I want to run to the top of a straight line

For a chance at a good life 

Some albums feel like they arrive mid-stride, already breathing, already pacing the room as if they’ve been waiting for you to catch up. In Plain Sight, the latest from Calgary’s WANTS, carries that charge—music steeped in the cool urgency and metropolitan ache of Michael Mann’s ’80s film and television universe. You can almost see the heat-hazed skyline, the empty highways, the quiet ritual of a man running out the clock as city lights break against the windshield. These songs move through that same liminal zone: emotional distance, shifting identity, and the peculiar invisibility that settles during major personal upheavals. They walk the perimeter where selfhood strains against silence, where presence doesn’t guarantee recognition.

The production draws its voltage from the early ’80s sweet spot: warmth threaded through precision, machines exhaling mist, percussion marked with crystalline snap. There are hints of Ultravox and John Foxx; a touch of Bryan Ferry’s lacquered cool; and shades of the guitar drive and vocal passion that marked Big Country, Comsat Angels, and The Cure. Yet the record also stands beside modern darkwave’s current pulse: ACTORS, Drab Majesty, Vandal Moon, and Sacred Skin — artists who shape a modern continuum built on forward vocals, sleek electronics, and a cool emotional undercurrent. WANTS joins that lineage while steering it toward his own inner frontier.
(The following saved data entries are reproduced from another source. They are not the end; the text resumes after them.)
use clap::{Args, Parser, ValueEnum};

#[derive(Clone, Debug, Parser)]
#[command(version, about, long_about = None)]
pub struct Config {
    /// Database connection URL
    #[arg(long, env = "CONVERTY_DATABASE_URL")]
    pub database_url: Option<String>,

    /// Keep tokens and records in process memory instead of Postgres
    #[arg(long, env = "CONVERTY_IN_MEMORY", default_value_t = false)]
    pub in_memory: bool,

    /// Run the interactive console alongside the HTTP server
    #[arg(long, default_value_t = false)]
    pub console: bool,

    #[command(flatten)]
    pub server: ServerConfig,

    #[command(flatten)]
    pub database: DatabaseConfig,

    #[command(flatten)]
    pub oauth: OAuthConfig,

    #[command(flatten)]
    pub partner: PartnerConfig,

    #[command(flatten)]
    pub telemetry: TelemetryConfig,
}

#[derive(Clone, Debug, Args)]
pub struct ServerConfig {
    /// Host to listen on
    #[arg(long, env = "CONVERTY_HOST", default_value = "0.0.0.0")]
    pub host: String,

    /// Port to listen on
    #[arg(long, env = "CONVERTY_PORT", default_value_t = 9001)]
    pub port: u16,

    /// How long to wait for in-flight work when shutting down
    #[arg(long, env = "CONVERTY_SHUTDOWN_TIMEOUT_SECS", default_value_t = 10)]
    pub shutdown_timeout_secs: u64,
}

#[derive(Clone, Debug, Args)]
pub struct DatabaseConfig {
    /// Maximum number of pooled connections
    #[arg(long, env = "CONVERTY_DB_MAX_CONNECTIONS", default_value_t = 10)]
    pub max_connections: u32,

    /// Seconds to wait for a free connection
    #[arg(long, env = "CONVERTY_DB_ACQUIRE_TIMEOUT_SECS", default_value_t = 5)]
    pub acquire_timeout_secs: u64,

    /// Readiness probe timeout in milliseconds
    #[arg(long, env = "CONVERTY_DB_HEALTH_TIMEOUT_MS", default_value_t = 2000)]
    pub health_timeout_ms: u64,
}

#[derive(Clone, Debug, Args)]
pub struct OAuthConfig {
    /// OAuth client id issued by the partner platform
    #[arg(long, env = "CONVERTY_CLIENT_ID")]
    pub client_id: String,

    /// OAuth client secret issued by the partner platform
    #[arg(long, env = "CONVERTY_CLIENT_SECRET")]
    pub client_secret: String,

    /// Callback URL registered with the authorization server
    #[arg(long, env = "CONVERTY_REDIRECT_URI", default_value = "https://convertyapi.serveo.net/api/v1/callback")]
    pub redirect_uri: String,

    /// Authorization endpoint users are redirected to
    #[arg(long, env = "CONVERTY_AUTHORIZE_URL", default_value = "https://partner.converty.shop/oauth2/authorize")]
    pub authorize_url: String,

    /// Token endpoint used for code exchange and refresh
    #[arg(long, env = "CONVERTY_TOKEN_URL", default_value = "https://partner.converty.shop/oauth2/token")]
    pub token_url: String,

    /// Space-separated scopes requested at login
    #[arg(
        long,
        env = "CONVERTY_SCOPE",
        default_value = "read-products create-orders update-orders read-orders"
    )]
    pub scope: String,

    /// User the tokens are stored under when a flow does not name one
    #[arg(long, env = "CONVERTY_DEFAULT_USER_ID", default_value = "user1")]
    pub default_user_id: String,

    /// Lifetime of a pending authorization state in seconds
    #[arg(
        long,
        env = "CONVERTY_STATE_TTL_SECS",
        default_value_t = 600,
        value_parser = clap::value_parser!(i64).range(1..)
    )]
    pub state_ttl_secs: i64,

    /// Refresh token lifetime in seconds when the token response does not report one.
    /// Falls back to the access token lifetime when unset.
    #[arg(long, env = "CONVERTY_REFRESH_TOKEN_TTL_SECS", value_parser = clap::value_parser!(i64).range(0..))]
    pub refresh_token_ttl_secs: Option<i64>,
}

#[derive(Clone, Debug, Args)]
pub struct PartnerConfig {
    /// Base URL of the partner REST API
    #[arg(long, env = "CONVERTY_API_BASE_URL", default_value = "https://api.converty.shop")]
    pub api_base_url: String,

    /// Store id sent with order queries
    #[arg(long, env = "CONVERTY_STORE_ID")]
    pub store_id: Option<String>,

    /// Timeout for every outbound HTTP request in seconds
    #[arg(long, env = "CONVERTY_REQUEST_TIMEOUT_SECS", default_value_t = 10)]
    pub request_timeout_secs: u64,
}

#[derive(Clone, Copy, Debug, Default, PartialEq, Eq, ValueEnum)]
pub enum LogFormat {
    #[default]
    Text,
    Json,
}

#[derive(Clone, Debug, Args)]
pub struct TelemetryConfig {
    /// Log output format
    #[arg(long, env = "CONVERTY_LOG_FORMAT", value_enum, default_value_t = LogFormat::Text)]
    pub log_format: LogFormat,

    /// OTLP gRPC endpoint for traces and metrics (disabled when unset)
    #[arg(long, env = "CONVERTY_OTLP_ENDPOINT")]
    pub otlp_endpoint: Option<String>,
}

impl Config {
    #[must_use]
    pub fn load() -> Self {
        Self::parse()
    }
}

#[cfg(test)]
mod tests {
    use super::*;

    #[test]
    fn test_defaults_match_partner_platform() {
        let config = Config::try_parse_from(["converty-bridge", "--client-id", "id", "--client-secret", "secret"])
            .expect("required arguments supplied");

        assert_eq!(config.server.port, 9001);
        assert_eq!(config.oauth.default_user_id, "user1");
        assert_eq!(config.oauth.token_url, "https://partner.converty.shop/oauth2/token");
        assert_eq!(config.partner.request_timeout_secs, 10);
        assert_eq!(config.oauth.refresh_token_ttl_secs, None);
        assert_eq!(config.telemetry.log_format, LogFormat::Text);
        assert!(!config.console);
    }

    #[test]
    fn test_client_credentials_are_required() {
        let result = Config::try_parse_from(["converty-bridge", "--client-id", "id"]);
        assert!(result.is_err());
    }

    #[test]
    fn test_negative_lifetimes_are_rejected() {
        let base = ["converty-bridge", "--client-id", "id", "--client-secret", "secret"];
        let parse = |extra: &[&str]| Config::try_parse_from(base.iter().chain(extra).copied());

        assert!(parse(&["--refresh-token-ttl-secs=-1"]).is_err());
        assert!(parse(&["--state-ttl-secs=-5"]).is_err());
        assert!(parse(&["--state-ttl-secs=0"]).is_err());

        let config = parse(&["--refresh-token-ttl-secs=86400", "--state-ttl-secs=300"]).unwrap();
        assert_eq!(config.oauth.refresh_token_ttl_secs, Some(86_400));
        assert_eq!(config.oauth.state_ttl_secs, 300);
    }
}
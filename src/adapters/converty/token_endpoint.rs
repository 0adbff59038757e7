use crate::config::OAuthConfig;
use crate::domain::token::TokenGrant;
use crate::error::{AuthError, Result};
use reqwest::StatusCode;
use reqwest::header::ACCEPT;

/// Client for the authorization server's token endpoint.
/// One attempt per call; failures carry the upstream status and body.
#[derive(Clone)]
pub struct TokenEndpoint {
    http: reqwest::Client,
    token_url: String,
    client_id: String,
    client_secret: String,
    redirect_uri: String,
}

impl std::fmt::Debug for TokenEndpoint {
    fn fmt(&self, f: &mut std::fmt::Formatter<'_>) -> std::fmt::Result {
        f.debug_struct("TokenEndpoint")
            .field("token_url", &self.token_url)
            .field("client_id", &self.client_id)
            .field("redirect_uri", &self.redirect_uri)
            .finish_non_exhaustive()
    }
}

impl TokenEndpoint {
    #[must_use]
    pub fn new(http: reqwest::Client, config: &OAuthConfig) -> Self {
        Self {
            http,
            token_url: config.token_url.clone(),
            client_id: config.client_id.clone(),
            client_secret: config.client_secret.clone(),
            redirect_uri: config.redirect_uri.clone(),
        }
    }

    /// Exchanges an authorization code (`grant_type=authorization_code`).
    ///
    /// # Errors
    /// `AuthError::TokenExchangeFailed` on a non-200 response, `AuthError::MalformedTokenResponse`
    /// on an undecodable body, `AppError::Network` if the server is unreachable.
    #[tracing::instrument(level = "debug", skip_all, err(level = "warn"))]
    pub async fn exchange_code(&self, code: &str) -> Result<TokenGrant> {
        self.request(&[
            ("grant_type", "authorization_code"),
            ("code", code),
            ("client_id", self.client_id.as_str()),
            ("client_secret", self.client_secret.as_str()),
            ("redirect_uri", self.redirect_uri.as_str()),
        ])
        .await
    }

    /// Redeems a refresh token (`grant_type=refresh_token`).
    ///
    /// # Errors
    /// Same failure modes as [`Self::exchange_code`].
    #[tracing::instrument(level = "debug", skip_all, err(level = "warn"))]
    pub async fn refresh(&self, refresh_token: &str) -> Result<TokenGrant> {
        self.request(&[
            ("grant_type", "refresh_token"),
            ("client_id", self.client_id.as_str()),
            ("client_secret", self.client_secret.as_str()),
            ("refresh_token", refresh_token),
        ])
        .await
    }

    async fn request(&self, form: &[(&str, &str)]) -> Result<TokenGrant> {
        let response = self
            .http
            .post(&self.token_url)
            .header(ACCEPT, "application/json")
            .form(form)
            .send()
            .await?;

        let status = response.status();
        let body = response.text().await?;

        if status != StatusCode::OK {
            return Err(AuthError::TokenExchangeFailed { status: status.as_u16(), body }.into());
        }

        let grant: TokenGrant =
            serde_json::from_str(&body).map_err(|e| AuthError::MalformedTokenResponse(e.to_string()))?;
        grant.validate()?;
        Ok(grant)
    }
}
WANTS’ debut LP In Plain Sight has roots that stretch across continents and years. Nabil grew up moving between Malaysia and Canada, hovering in the liminal space where belonging feels conditional. He describes writing, recording, producing, mastering, and designing the visuals alone in Calgary across eighteen months, the work unfolding during a period of major personal upheaval. Much of the album, he says, comes from feeling “physically present but unseen,” from walking familiar streets while still adrift from the people who populate them. His history of living between cultures shaped the lyrics; identity, loneliness, and transformation collided until music became the only accurate language. Releasing the album, for him, means allowing others to finally see the world beneath his surface.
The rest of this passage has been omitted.